-- THE DATA follows --

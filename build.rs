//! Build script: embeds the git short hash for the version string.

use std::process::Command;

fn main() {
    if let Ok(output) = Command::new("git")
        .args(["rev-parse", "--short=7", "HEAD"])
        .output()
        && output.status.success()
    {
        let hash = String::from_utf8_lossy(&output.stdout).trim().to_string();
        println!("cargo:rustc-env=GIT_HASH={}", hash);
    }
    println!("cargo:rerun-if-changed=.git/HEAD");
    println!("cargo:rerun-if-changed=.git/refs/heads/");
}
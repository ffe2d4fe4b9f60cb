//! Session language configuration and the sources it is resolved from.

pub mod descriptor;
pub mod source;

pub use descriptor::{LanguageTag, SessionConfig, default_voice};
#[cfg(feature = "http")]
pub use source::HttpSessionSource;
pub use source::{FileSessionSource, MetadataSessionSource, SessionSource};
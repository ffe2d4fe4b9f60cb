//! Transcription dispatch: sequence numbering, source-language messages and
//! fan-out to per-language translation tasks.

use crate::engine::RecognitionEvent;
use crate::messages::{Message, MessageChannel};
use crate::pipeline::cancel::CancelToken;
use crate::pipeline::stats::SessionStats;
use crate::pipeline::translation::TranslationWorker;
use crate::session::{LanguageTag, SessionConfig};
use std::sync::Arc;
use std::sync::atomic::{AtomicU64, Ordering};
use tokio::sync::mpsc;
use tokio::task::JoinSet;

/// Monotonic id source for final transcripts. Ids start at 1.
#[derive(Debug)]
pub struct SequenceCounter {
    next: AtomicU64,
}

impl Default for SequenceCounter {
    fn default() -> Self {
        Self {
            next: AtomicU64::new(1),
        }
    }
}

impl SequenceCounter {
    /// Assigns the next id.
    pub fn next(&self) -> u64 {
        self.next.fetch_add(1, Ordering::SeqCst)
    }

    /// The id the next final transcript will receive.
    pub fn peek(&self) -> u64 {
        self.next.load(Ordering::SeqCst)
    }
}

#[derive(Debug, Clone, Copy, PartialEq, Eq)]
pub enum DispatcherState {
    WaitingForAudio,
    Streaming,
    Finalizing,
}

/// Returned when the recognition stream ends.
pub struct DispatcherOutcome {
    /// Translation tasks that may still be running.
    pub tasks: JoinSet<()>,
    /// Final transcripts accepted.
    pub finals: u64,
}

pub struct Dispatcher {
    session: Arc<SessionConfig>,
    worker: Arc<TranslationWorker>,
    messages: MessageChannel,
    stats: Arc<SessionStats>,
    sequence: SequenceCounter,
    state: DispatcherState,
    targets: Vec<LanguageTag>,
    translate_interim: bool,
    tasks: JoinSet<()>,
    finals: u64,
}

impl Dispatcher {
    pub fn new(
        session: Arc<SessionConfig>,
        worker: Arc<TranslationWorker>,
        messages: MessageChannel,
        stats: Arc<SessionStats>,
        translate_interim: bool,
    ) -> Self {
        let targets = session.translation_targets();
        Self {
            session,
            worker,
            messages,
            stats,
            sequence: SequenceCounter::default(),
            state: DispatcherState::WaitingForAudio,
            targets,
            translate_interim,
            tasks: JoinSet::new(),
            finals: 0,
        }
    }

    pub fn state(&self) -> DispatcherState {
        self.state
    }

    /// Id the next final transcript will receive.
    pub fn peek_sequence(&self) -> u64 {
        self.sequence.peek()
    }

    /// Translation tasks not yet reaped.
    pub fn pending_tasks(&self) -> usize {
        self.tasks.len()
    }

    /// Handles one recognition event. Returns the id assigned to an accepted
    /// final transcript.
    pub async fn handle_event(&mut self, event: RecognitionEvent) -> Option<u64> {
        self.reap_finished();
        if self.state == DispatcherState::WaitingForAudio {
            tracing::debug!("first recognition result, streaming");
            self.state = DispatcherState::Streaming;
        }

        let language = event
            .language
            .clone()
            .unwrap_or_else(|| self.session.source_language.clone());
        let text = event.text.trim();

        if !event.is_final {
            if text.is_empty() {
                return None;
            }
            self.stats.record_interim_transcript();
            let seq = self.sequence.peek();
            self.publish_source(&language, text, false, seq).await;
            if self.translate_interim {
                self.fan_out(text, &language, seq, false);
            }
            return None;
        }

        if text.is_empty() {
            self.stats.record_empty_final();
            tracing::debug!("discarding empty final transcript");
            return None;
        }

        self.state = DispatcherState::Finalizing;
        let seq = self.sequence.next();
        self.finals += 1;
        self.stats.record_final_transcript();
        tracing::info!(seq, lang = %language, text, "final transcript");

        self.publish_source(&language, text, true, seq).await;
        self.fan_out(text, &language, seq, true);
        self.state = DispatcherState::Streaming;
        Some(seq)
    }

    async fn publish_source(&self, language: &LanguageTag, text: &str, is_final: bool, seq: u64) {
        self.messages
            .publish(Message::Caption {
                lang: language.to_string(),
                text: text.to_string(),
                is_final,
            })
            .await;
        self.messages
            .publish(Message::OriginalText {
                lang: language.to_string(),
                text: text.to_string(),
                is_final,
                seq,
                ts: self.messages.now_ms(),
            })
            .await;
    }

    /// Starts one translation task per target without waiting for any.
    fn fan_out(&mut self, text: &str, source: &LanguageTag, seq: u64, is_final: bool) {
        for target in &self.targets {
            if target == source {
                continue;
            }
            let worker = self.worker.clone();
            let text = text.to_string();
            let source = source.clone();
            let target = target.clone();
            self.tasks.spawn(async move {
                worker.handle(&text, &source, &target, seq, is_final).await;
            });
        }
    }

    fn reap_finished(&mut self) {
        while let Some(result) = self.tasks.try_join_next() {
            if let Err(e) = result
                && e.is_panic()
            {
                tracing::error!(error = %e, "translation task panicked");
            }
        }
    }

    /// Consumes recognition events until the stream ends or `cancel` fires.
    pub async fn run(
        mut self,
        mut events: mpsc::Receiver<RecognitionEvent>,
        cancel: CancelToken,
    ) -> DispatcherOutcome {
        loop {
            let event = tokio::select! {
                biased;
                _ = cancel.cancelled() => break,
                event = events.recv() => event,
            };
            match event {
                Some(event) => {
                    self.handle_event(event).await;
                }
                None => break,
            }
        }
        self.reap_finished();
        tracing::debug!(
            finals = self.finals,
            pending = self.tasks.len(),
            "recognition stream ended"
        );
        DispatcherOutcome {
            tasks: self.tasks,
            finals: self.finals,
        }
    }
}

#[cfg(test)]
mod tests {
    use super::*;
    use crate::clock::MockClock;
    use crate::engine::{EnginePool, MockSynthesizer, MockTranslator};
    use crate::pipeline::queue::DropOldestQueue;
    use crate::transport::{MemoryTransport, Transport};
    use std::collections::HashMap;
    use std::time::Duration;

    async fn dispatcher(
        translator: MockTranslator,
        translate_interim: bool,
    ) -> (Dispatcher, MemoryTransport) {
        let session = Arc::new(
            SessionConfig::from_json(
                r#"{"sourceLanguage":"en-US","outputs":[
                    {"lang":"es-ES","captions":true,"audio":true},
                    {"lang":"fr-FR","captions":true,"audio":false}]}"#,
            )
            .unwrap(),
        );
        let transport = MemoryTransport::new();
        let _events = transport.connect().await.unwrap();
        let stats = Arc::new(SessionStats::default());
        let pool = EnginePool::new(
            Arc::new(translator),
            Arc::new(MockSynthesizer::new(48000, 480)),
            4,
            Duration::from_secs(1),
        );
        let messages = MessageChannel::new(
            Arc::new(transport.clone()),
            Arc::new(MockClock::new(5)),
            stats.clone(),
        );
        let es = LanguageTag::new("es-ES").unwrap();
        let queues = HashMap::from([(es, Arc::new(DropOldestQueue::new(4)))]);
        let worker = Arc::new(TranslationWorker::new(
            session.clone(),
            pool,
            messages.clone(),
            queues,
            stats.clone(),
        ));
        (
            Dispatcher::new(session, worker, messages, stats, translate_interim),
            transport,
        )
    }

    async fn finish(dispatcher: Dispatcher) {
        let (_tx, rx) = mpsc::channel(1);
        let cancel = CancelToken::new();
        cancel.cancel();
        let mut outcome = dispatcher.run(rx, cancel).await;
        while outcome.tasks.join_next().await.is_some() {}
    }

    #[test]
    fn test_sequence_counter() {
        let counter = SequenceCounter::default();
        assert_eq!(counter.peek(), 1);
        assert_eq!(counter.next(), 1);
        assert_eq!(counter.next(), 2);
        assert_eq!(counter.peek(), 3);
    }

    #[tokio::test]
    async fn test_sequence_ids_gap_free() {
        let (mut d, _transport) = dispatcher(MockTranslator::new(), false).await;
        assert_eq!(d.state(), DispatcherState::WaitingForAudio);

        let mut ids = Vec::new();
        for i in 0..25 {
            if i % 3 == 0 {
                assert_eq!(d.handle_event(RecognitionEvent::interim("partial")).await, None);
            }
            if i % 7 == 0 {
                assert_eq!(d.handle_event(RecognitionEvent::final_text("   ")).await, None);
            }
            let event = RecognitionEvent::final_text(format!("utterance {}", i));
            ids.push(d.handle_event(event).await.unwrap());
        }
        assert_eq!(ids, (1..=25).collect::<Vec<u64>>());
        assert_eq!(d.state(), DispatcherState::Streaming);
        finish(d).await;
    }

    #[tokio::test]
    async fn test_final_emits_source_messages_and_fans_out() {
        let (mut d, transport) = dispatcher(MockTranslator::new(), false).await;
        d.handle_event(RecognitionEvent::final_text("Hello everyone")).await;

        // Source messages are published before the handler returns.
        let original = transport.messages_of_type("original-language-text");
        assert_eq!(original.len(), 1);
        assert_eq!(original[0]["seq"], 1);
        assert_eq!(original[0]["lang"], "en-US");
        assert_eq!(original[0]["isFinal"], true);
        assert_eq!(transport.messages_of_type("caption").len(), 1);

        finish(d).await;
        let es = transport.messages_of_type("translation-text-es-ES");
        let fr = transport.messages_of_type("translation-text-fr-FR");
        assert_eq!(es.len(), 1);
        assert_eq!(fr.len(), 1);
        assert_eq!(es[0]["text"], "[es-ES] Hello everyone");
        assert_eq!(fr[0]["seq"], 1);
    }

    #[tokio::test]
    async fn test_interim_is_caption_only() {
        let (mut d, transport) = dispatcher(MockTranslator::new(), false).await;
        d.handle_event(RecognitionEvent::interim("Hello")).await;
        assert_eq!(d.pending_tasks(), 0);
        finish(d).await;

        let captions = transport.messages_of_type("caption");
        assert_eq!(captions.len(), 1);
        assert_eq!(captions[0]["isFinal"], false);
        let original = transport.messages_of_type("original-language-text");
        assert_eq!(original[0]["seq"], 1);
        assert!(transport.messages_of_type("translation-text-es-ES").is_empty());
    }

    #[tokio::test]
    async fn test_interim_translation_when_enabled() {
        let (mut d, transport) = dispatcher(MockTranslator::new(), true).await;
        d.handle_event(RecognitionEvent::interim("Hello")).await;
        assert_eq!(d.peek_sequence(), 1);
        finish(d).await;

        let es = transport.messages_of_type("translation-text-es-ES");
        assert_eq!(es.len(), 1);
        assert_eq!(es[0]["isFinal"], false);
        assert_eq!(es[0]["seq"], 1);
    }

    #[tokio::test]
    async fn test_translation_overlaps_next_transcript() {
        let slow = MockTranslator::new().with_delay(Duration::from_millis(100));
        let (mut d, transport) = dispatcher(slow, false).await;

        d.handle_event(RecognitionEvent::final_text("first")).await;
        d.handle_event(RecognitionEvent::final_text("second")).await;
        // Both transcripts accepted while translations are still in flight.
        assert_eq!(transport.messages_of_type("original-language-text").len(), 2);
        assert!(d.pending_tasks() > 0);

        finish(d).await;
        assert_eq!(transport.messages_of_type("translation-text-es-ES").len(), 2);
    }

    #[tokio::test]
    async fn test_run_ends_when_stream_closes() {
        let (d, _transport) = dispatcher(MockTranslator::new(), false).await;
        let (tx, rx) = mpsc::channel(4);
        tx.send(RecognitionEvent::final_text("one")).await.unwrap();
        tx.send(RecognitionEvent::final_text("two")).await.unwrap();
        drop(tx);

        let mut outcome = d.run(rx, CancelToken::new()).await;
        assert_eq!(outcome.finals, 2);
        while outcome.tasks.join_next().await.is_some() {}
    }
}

-- THE DATA concluded --

● **EXERCISE AIM**:
Answer with a single number: the count of lines in the entries that hold the word "crate".

● **RESULT FOR THIS EXERCISE**:
10